_Task to carry out_
Beginning at the line that includes "pub mod block;", print each remaining line of the data word for word. Output nothing else.

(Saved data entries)
________________
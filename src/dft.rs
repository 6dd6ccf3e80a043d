//! Discrete Fourier transform by explicit matrix.

use alloc::vec::Vec;
use core::f64::consts::PI;
use num_complex::Complex;

use crate::math::{cos, sin};

/// Creates the `n` by `n` DFT transform matrix.
///
/// ```text
///    W[k][m] = cos(2 * PI * k * m / n) - j * sin(2 * PI * k * m / n)
/// ```
/// An `n` of 0 gives an empty matrix.
#[must_use]
pub fn dft_matrix(n: usize) -> Vec<Vec<Complex<f64>>> {
    let size = n as f64;
    (0..n)
        .map(|k| {
            (0..n)
                .map(|m| {
                    let angle = 2.0 * PI * k as f64 * m as f64 / size;
                    Complex::new(cos(angle), -sin(angle))
                })
                .collect()
        })
        .collect()
}

/// Transforms a real signal by multiplying it with [`dft_matrix`].
///
/// This is `O(n^2)`; it is meant for inspecting short signals.
#[must_use]
pub fn dft(x: &[f64]) -> Vec<Complex<f64>> {
    dft_matrix(x.len())
        .iter()
        .map(|row| {
            row.iter()
                .zip(x)
                .fold(Complex::new(0.0, 0.0), |acc, (w, &sample)| acc + *w * sample)
        })
        .collect()
}
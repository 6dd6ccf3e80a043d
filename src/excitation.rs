//! Voiced excitation: a train of glottal impulses at the pitch frequency.

use alloc::{vec, vec::Vec};
use log::trace;

use crate::error::check_sample_rate;
use crate::math::round_ties_even;
use crate::{Error, Result};

/// Checks the pitch against the sample rate and returns the pitch period in whole samples.
///
/// The period is `sample_rate / f0` rounded to the nearest integer, ties go to the even neighbour
/// (`2.5 -> 2`, `3.5 -> 4`).
// the quotient is checked to be positive and finite before the cast.
#[allow(clippy::cast_sign_loss)]
pub(crate) fn period_samples(f0: f64, sample_rate: f64) -> Result<usize> {
    let nyquist = check_sample_rate(sample_rate)?;
    if f0 <= 0.0 || f0 >= nyquist || !f0.is_finite() {
        return Err(Error::InvalidPitch { f0, nyquist });
    }
    let period = round_ties_even(sample_rate / f0);
    if period < 1.0 {
        return Err(Error::DegeneratePeriod(sample_rate / f0));
    }
    Ok(period as usize)
}

/// Creates a voiced speech excitation.
///
/// ### params
/// ```text
///    duration = Length of the excitation, in samples.
///    f0 = Pitch frequency in Hz.
///    sample_rate = Sample rate in Hz.
/// ```
/// ### returns
///    A signal of `duration` samples which is `-1` at every integer multiple of the pitch period,
///    and `0` everywhere else. Sample 0 is always a pulse.
///
/// # Errors
///
/// Returns [`Error::EmptyDuration`] for a zero duration, [`Error::InvalidSampleRate`] or
/// [`Error::InvalidPitch`] when `f0` is not strictly between 0 and the Nyquist frequency.
pub fn voiced_excitation(duration: usize, f0: f64, sample_rate: f64) -> Result<Vec<f64>> {
    if duration == 0 {
        return Err(Error::EmptyDuration);
    }
    let period = period_samples(f0, sample_rate)?;
    trace!("pitch period of {period} samples for f0 {f0} Hz");
    let mut excitation = vec![0.0; duration];
    for pulse in excitation.iter_mut().step_by(period) {
        *pulse = -1.0;
    }
    Ok(excitation)
}
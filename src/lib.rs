//! Pure Rust, safe implementation of LZO1X compression.
//!
//! LZO1X is a byte-oriented LZ77 codec: a stream is a sequence of literal
//! runs and back-references encoded with four match classes (M1–M4), closed
//! by the terminator `0x11 0x00 0x00`. The format carries no header, no
//! stored length and no checksum, so decompression needs the expected output
//! size from the caller.
//!
//! Two compressors are provided behind one level parameter:
//!
//! - levels 0 and 1 select the fast LZO1X-1 parser (single-slot hash
//!   dictionary, dual probe),
//! - levels 2 to 9 select the LZO1X-999 parser (sliding-window hash chains,
//!   lazy matching, opcode-cost aware match shortening). Higher levels probe
//!   deeper and compress better at the cost of speed.
//!
//! Output of either compressor decodes with any `lzo1x_decompress_safe`
//! compatible decoder, and [`decompress`] accepts streams produced by other
//! LZO1X encoders.
//!
//! # Example: block round-trip
//! ```
//! let input: &[u8] = b"Hello people, what's up?";
//! let compressed = lzo_flex::compress(input, 1).unwrap();
//! let decompressed = lzo_flex::decompress(&compressed, input.len()).unwrap();
//! assert_eq!(input, &decompressed[..]);
//! ```
//!
//! # Example: demuxing concatenated streams
//! ```
//! let a = lzo_flex::compress(b"first block", 9).unwrap();
//! let b = lzo_flex::compress(b"second block", 9).unwrap();
//! let joined = [&a[..], &b[..]].concat();
//!
//! let (first, consumed) = lzo_flex::decompress_n(&joined, 11).unwrap();
//! assert_eq!(&first[..], b"first block");
//! let (second, _) = lzo_flex::decompress_n(&joined[consumed..], 12).unwrap();
//! assert_eq!(&second[..], b"second block");
//! ```
//!
//! ## Feature Flags
//!
//! - `std` enables [`decompress_from_reader`], reuse pools for the
//!   high-compression dictionary, and `std::error::Error` impls.
//!   _enabled by default_
//!
//! For no_std support disable default features; the block API only needs
//! `alloc`.

#![cfg_attr(not(feature = "std"), no_std)]
#![forbid(unsafe_code)]

extern crate alloc;

#[cfg(test)]
#[macro_use]
extern crate more_asserts;

pub mod block;
pub(crate) mod fastcpy;
#[cfg(feature = "std")]
pub(crate) mod pool;
#[cfg(feature = "std")]
mod stream;

pub use block::{
    compress, compress_999, compress_with, decompress, decompress_into, decompress_n,
    decompress_n_into, max_compressed_size, CompressError, CompressOptions, DecompressError,
    DecompressOptions,
};

#[cfg(feature = "std")]
pub use stream::{decompress_from_reader, StreamError};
________________
_Output for this exercise_
pub mod block;
pub(crate) mod fastcpy;
#[cfg(feature = "std")]
pub(crate) mod pool;
#[cfg(feature = "std")]
mod stream;

pub use block::{
    compress, compress_999, compress_with, decompress, decompress_into, decompress_n,
    decompress_n_into, max_compressed_size, CompressError, CompressOptions, DecompressError,
    DecompressOptions,
};

#[cfg(feature = "std")]
pub use stream::{decompress_from_reader, StreamError};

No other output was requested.